Hausdorffness and compactness of the topology reflect basic properties of first-order logic: namely, the behavior of negation and the finiteness of proofs, respectively.

EDIT: Before going further, based on your comment below I think it's worth stating explicitly the following: if $T$ is complete (and consistent), then for any sentence $\varphi$ exactly one of $\varphi$ and $\neg\varphi$ is in $T$. In particular, if $T$ is complete and we know $\varphi\not\in T$, then we know $\neg\varphi\in T$.

  • Towards Hausdorffness: Suppose $T_0, T_1$ are distinct complete theories. Then there is some $\varphi$ such that $\varphi\in T_0$ and $\neg\varphi\in T_1$ (why?). Do you see a corresponding pair of basic open sets which appropriately separate $T_0$ and $T_1$?

  • Towards compactness: It will probably be easier, first, to consider basic open covers - that is, covers by basic opens (not just by opens). Suppose $\mathcal{C}=\{B_\varphi:\varphi\in \Gamma\}$ (for some set of sentences $\Gamma$) is a basic open cover.

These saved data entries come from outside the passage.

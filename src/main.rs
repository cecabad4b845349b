//! Application entry point.

use std::env;
use std::sync::Arc;

use anyhow::{Context, Result};
use dotenvy::dotenv;
use ed25519_dalek::SigningKey;
use secrecy::SecretString;
use tokio::signal;
use tracing::{error, info, warn};
use tracing_subscriber::{EnvFilter, layer::SubscriberExt, util::SubscriberInitExt};

use solana_tip_engine::app::{EngineConfig, TipEngine};
use solana_tip_engine::domain::{AddressValidity, ConfigError, TransactionPhase};
use solana_tip_engine::infra::{
    CoinGeckoPriceSource, HttpSolanaRpcProvider, KeypairWallet, RpcClientConfig, RpcLedgerClient,
    signing_key_from_base58,
};

const DEFAULT_RPC_URL: &str = "https://api.mainnet-beta.solana.com";

/// Application configuration
struct Config {
    rpc_url: String,
    signing_key: SigningKey,
    /// Price API base URL (optional - uses CoinGecko if not set)
    price_api_url: Option<String>,
    /// One-shot tip target; both fields must be set
    tip_recipient: Option<String>,
    tip_usd_amount: Option<String>,
}

impl Config {
    fn from_env() -> Result<Self> {
        let rpc_url = env::var("SOLANA_RPC_URL").unwrap_or_else(|_| DEFAULT_RPC_URL.to_string());
        if !rpc_url.starts_with("http://") && !rpc_url.starts_with("https://") {
            return Err(ConfigError::Invalid {
                key: "SOLANA_RPC_URL".to_string(),
                message: format!("expected an http(s) URL, got {}", rpc_url),
            }
            .into());
        }
        let signing_key = Self::load_signing_key()?;
        let price_api_url = env::var("PRICE_API_URL").ok().filter(|u| !u.is_empty());
        let tip_recipient = env::var("TIP_RECIPIENT").ok().filter(|r| !r.is_empty());
        let tip_usd_amount = env::var("TIP_USD_AMOUNT").ok().filter(|a| !a.is_empty());

        Ok(Self {
            rpc_url,
            signing_key,
            price_api_url,
            tip_recipient,
            tip_usd_amount,
        })
    }

    fn load_signing_key() -> Result<SigningKey> {
        let key_str = env::var("TIPPER_PRIVATE_KEY")
            .ok()
            .filter(|k| !k.is_empty())
            .ok_or_else(|| ConfigError::Missing("TIPPER_PRIVATE_KEY".to_string()))
            .context("Set TIPPER_PRIVATE_KEY to a Base58-encoded Solana private key")?;

        let secret = SecretString::from(key_str);
        signing_key_from_base58(&secret).context("Failed to parse TIPPER_PRIVATE_KEY as Base58")
    }

    fn one_shot_tip(&self) -> Option<(&str, &str)> {
        match (&self.tip_recipient, &self.tip_usd_amount) {
            (Some(recipient), Some(amount)) => Some((recipient.as_str(), amount.as_str())),
            _ => None,
        }
    }
}

fn init_tracing() {
    let env_filter = EnvFilter::try_from_default_env()
        .unwrap_or_else(|_| EnvFilter::new("info,solana_tip_engine=debug"));

    let json = env::var("LOG_FORMAT").is_ok_and(|f| f.eq_ignore_ascii_case("json"));

    tracing_subscriber::registry()
        .with(env_filter)
        .with(json.then(|| tracing_subscriber::fmt::layer().json()))
        .with((!json).then(tracing_subscriber::fmt::layer))
        .init();
}

async fn shutdown_signal() {
    let ctrl_c = async {
        if let Err(e) = signal::ctrl_c().await {
            error!(error = %e, "Failed to install Ctrl+C handler");
            std::future::pending::<()>().await;
        }
    };

    #[cfg(unix)]
    let terminate = async {
        match signal::unix::signal(signal::unix::SignalKind::terminate()) {
            Ok(mut stream) => {
                stream.recv().await;
            }
            Err(e) => {
                error!(error = %e, "Failed to install SIGTERM handler");
                std::future::pending::<()>().await;
            }
        }
    };

    #[cfg(not(unix))]
    let terminate = std::future::pending::<()>();

    tokio::select! {
        _ = ctrl_c => info!("Received Ctrl+C"),
        _ = terminate => info!("Received SIGTERM"),
    }
}

/// Wait for the first resolved price fetch, then submit one tip
async fn send_one_tip(engine: &TipEngine, recipient: &str, usd_amount: &str) -> Result<()> {
    if engine.recipient_validity(recipient) != AddressValidity::Valid {
        warn!(recipient = %recipient, "TIP_RECIPIENT does not look like a Solana address");
    }

    let mut rates = engine.subscribe_rate();
    let rate = rates
        .wait_for(|rate| !rate.loading)
        .await
        .context("Price feed closed before the first rate arrived")?
        .clone();
    match rate.value {
        Some(value) => info!(rate = value, stale = rate.stale, "SOL/USD rate"),
        None => warn!("No exchange rate available; the tip amount will be rejected"),
    }

    let intent = engine.intent(recipient, usd_amount);
    info!(
        recipient = %intent.recipient,
        usd = intent.fiat_amount,
        sol = intent.native_amount,
        "Submitting tip"
    );

    let Some(status) = engine.submit(&intent).await else {
        anyhow::bail!("A tip is already in flight");
    };

    match status.phase {
        TransactionPhase::Succeeded => {
            info!(
                message = status.message.as_deref().unwrap_or_default(),
                signature = status.signature.as_deref().unwrap_or_default(),
                "Tip confirmed"
            );
            if let Some(url) = status.explorer_url() {
                info!("🔗 {}", url);
            }
            if let Some(amount) = engine.balance().amount {
                info!("💰 Balance after tip: {:.4} SOL", amount);
            }
            Ok(())
        }
        _ => anyhow::bail!(
            "Tip failed ({:?}): {}",
            status.failure,
            status.message.unwrap_or_default()
        ),
    }
}

/// Log snapshot changes until a shutdown signal arrives
async fn watch_snapshots(engine: &TipEngine) {
    let mut rates = engine.subscribe_rate();
    let mut balances = engine.subscribe_balance();
    let shutdown = shutdown_signal();
    tokio::pin!(shutdown);

    loop {
        tokio::select! {
            _ = &mut shutdown => break,
            changed = rates.changed() => {
                if changed.is_err() {
                    break;
                }
                let rate = rates.borrow_and_update().clone();
                match rate.value {
                    Some(value) => info!(stale = rate.stale, "📈 SOL/USD {:.2}", value),
                    None if !rate.loading => warn!("Exchange rate unavailable"),
                    None => {}
                }
            }
            changed = balances.changed() => {
                if changed.is_err() {
                    break;
                }
                let balance = balances.borrow_and_update().clone();
                match balance.amount {
                    Some(amount) => info!("💰 Balance: {:.4} SOL", amount),
                    None if !balance.loading && balance.address.is_some() => {
                        warn!("Balance unavailable")
                    }
                    None => {}
                }
            }
        }
    }
}

#[tokio::main]
async fn main() -> Result<()> {
    dotenv().ok();
    init_tracing();

    info!("🪙  Solana Tip Engine v{}", env!("CARGO_PKG_VERSION"));

    let config = Config::from_env()?;

    info!("📦 Initializing infrastructure...");

    let rpc_config = RpcClientConfig::from_env();
    let ledger = RpcLedgerClient::new(&config.rpc_url, rpc_config.clone())?;
    if let Err(e) = ledger.health_check().await {
        warn!(error = %e, "   ⚠ RPC health check failed; continuing");
    } else {
        info!("   ✓ RPC reachable at {}", config.rpc_url);
    }

    let wallet_provider = Arc::new(HttpSolanaRpcProvider::new(
        &config.rpc_url,
        rpc_config.timeout,
    )?);
    let wallet = KeypairWallet::new(&config.signing_key, wallet_provider)?;
    info!("   ✓ Wallet {}", wallet.address());

    let quotes = CoinGeckoPriceSource::new(config.price_api_url.clone(), None)?;
    info!("   ✓ Price source created (asset: {})", quotes.asset_id());

    let engine = TipEngine::new(
        Arc::new(wallet),
        Arc::new(ledger),
        Arc::new(quotes),
        EngineConfig::from_env(),
    );
    engine.start();

    let result = match config.one_shot_tip() {
        Some((recipient, amount)) => send_one_tip(&engine, recipient, amount).await,
        None => {
            info!("👀 Watching rate and balance (Ctrl+C to exit)");
            watch_snapshots(&engine).await;
            Ok(())
        }
    };

    engine.stop();
    info!("Shutdown complete");
    result
}
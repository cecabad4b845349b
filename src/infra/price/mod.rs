//! Fiat exchange-rate sources.

pub mod coingecko;

pub use coingecko::{CoinGeckoPriceSource, DEFAULT_PRICE_API_URL, DEFAULT_PRICE_ASSET_ID};
//! CoinGecko price source.
//!
//! Reads the USD quote for SOL from the public `simple/price` endpoint.

use std::collections::HashMap;
use std::time::Duration;

use async_trait::async_trait;
use reqwest::Client;
use serde::Deserialize;
use tracing::{debug, error, instrument};

use crate::domain::{AppError, ExternalServiceError, PriceQuoteSource};

/// Default CoinGecko API base URL
pub const DEFAULT_PRICE_API_URL: &str = "https://api.coingecko.com/api/v3";

/// CoinGecko id of the native asset
pub const DEFAULT_PRICE_ASSET_ID: &str = "solana";

const QUOTE_CURRENCY: &str = "usd";

#[derive(Debug, Deserialize)]
struct Quote {
    usd: Option<f64>,
}

/// Price source backed by CoinGecko's `simple/price` endpoint
#[derive(Debug, Clone)]
pub struct CoinGeckoPriceSource {
    http_client: Client,
    base_url: String,
    asset_id: String,
}

impl CoinGeckoPriceSource {
    /// Create a new CoinGecko source
    ///
    /// # Arguments
    /// * `base_url` - Optional API base URL. Defaults to the public endpoint.
    /// * `asset_id` - Optional CoinGecko asset id. Defaults to `solana`.
    pub fn new(base_url: Option<String>, asset_id: Option<String>) -> Result<Self, AppError> {
        let http_client = Client::builder()
            .timeout(Duration::from_secs(10))
            .build()
            .map_err(|e| AppError::ExternalService(ExternalServiceError::Network(e.to_string())))?;

        Ok(Self {
            http_client,
            base_url: base_url
                .unwrap_or_else(|| DEFAULT_PRICE_API_URL.to_string())
                .trim_end_matches('/')
                .to_string(),
            asset_id: asset_id.unwrap_or_else(|| DEFAULT_PRICE_ASSET_ID.to_string()),
        })
    }

    pub fn asset_id(&self) -> &str {
        &self.asset_id
    }
}

#[async_trait]
impl PriceQuoteSource for CoinGeckoPriceSource {
    #[instrument(skip(self), fields(asset = %self.asset_id))]
    async fn fetch_rate(&self) -> Result<f64, AppError> {
        let url = format!("{}/simple/price", self.base_url);
        debug!(url = %url, "Requesting exchange rate");

        let response = self
            .http_client
            .get(&url)
            .query(&[
                ("ids", self.asset_id.as_str()),
                ("vs_currencies", QUOTE_CURRENCY),
            ])
            .send()
            .await
            .map_err(|e| {
                error!(error = %e, "Price API request failed");
                AppError::ExternalService(ExternalServiceError::Network(e.to_string()))
            })?;

        if !response.status().is_success() {
            let status = response.status();
            let body = response.text().await.unwrap_or_default();
            error!(status = %status, body = %body, "Price API returned error");
            return Err(AppError::ExternalService(ExternalServiceError::ApiError {
                status_code: status.as_u16(),
                message: body,
            }));
        }

        let quotes: HashMap<String, Quote> = response.json().await.map_err(|e| {
            error!(error = %e, "Failed to parse price response");
            AppError::ExternalService(ExternalServiceError::ParseError(e.to_string()))
        })?;

        let rate = quotes
            .get(&self.asset_id)
            .and_then(|quote| quote.usd)
            .ok_or_else(|| {
                AppError::ExternalService(ExternalServiceError::ParseError(format!(
                    "No {} quote for {}",
                    QUOTE_CURRENCY, self.asset_id
                )))
            })?;

        if !rate.is_finite() || rate <= 0.0 {
            return Err(AppError::ExternalService(ExternalServiceError::ParseError(
                format!("Unusable rate {}", rate),
            )));
        }

        debug!(rate = rate, "Exchange rate received");
        Ok(rate)
    }
}
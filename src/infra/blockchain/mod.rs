//! Solana ledger access and the local keypair wallet.

pub mod solana;
pub mod wallet;

pub use solana::{
    HttpSolanaRpcProvider, RpcClientConfig, RpcLedgerClient, SolanaRpcProvider,
    signing_key_from_base58,
};
pub use wallet::KeypairWallet;
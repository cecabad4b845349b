//! Test utilities: mock collaborators for the pollers and the orchestrator.

pub mod mocks;

pub use mocks::{
    MockBalanceRefresher, MockLedgerClient, MockPriceSource, MockRpcProvider, MockWallet,
};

Then every theory $T$ is in some $B_\varphi$. Now think about the set $\check{\Gamma}=\{\neg\varphi: \varphi\in\Gamma\}$. If $\mathcal{C}$ has no finite subcover, then $\check{\Gamma}$ is finitely consistent (why?) and hence actually consistent, since proofs are only finitely long. Consider a complete theory $T\supseteq\check{\Gamma}$; do you see a problem with this theory as a point in our space? HINT: think about the "cover" $\mathcal{C}$ ...


Of course, it might feel a bit odd that we're not using the compactness theorem in proving the compactness of this space. Ultimately this comes down to the precise way we defined the space. "Complete (consistent) theory" is a proof-theoretic property, and doesn't invoke models in any way, so there's no need to bring semantic notions into the picture.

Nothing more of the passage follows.